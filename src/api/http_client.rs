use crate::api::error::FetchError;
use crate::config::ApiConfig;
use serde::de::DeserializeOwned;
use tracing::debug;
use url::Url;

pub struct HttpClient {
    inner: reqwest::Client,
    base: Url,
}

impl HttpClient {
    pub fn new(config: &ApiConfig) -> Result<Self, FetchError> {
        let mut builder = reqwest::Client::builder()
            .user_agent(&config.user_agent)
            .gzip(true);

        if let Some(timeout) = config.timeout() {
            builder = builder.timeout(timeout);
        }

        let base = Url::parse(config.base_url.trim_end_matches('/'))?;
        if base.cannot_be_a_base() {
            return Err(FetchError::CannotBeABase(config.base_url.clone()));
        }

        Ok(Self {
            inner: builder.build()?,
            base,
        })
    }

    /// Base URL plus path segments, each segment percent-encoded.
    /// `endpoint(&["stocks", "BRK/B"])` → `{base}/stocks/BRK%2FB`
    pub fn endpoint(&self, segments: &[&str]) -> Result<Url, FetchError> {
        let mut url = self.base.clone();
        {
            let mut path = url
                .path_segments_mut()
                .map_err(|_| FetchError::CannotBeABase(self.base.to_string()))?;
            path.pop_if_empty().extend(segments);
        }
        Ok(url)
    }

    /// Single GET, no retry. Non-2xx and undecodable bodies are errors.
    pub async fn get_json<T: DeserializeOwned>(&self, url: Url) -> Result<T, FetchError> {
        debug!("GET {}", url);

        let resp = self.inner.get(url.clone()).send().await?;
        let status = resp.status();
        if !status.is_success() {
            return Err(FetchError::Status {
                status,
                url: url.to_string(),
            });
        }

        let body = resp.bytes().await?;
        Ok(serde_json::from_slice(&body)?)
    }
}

———

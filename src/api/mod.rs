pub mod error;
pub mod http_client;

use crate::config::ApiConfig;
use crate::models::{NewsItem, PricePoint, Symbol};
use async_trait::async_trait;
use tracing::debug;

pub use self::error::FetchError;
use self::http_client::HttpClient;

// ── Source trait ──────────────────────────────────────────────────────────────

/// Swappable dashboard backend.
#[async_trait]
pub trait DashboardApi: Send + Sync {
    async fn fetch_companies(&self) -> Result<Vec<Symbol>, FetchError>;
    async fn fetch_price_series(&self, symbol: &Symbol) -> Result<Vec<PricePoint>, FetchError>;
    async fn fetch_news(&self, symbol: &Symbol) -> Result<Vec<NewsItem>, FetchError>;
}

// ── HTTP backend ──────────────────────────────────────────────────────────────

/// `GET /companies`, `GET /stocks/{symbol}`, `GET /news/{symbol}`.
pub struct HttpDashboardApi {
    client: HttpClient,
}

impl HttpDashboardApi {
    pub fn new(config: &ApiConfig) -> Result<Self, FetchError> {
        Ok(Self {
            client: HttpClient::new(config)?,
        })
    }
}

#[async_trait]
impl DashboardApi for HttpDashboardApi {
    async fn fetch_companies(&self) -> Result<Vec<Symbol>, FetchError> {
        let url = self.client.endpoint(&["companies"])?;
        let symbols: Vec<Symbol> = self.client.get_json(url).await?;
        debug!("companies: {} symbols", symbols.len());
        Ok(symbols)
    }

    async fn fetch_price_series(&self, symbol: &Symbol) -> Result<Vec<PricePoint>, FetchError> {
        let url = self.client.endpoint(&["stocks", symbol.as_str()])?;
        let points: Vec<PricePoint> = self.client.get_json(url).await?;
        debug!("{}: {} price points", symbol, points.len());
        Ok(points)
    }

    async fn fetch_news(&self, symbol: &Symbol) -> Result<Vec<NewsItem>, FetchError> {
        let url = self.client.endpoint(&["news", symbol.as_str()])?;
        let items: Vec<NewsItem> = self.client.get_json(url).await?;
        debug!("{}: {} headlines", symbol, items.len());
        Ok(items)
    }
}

———

_What needs to be done_.
What lines above mention "inner"? Copy each one.

_Answer to the problem_.
    inner: reqwest::Client,
            inner: builder.build()?,
        let resp = self.inner.get(url.clone()).send().await?;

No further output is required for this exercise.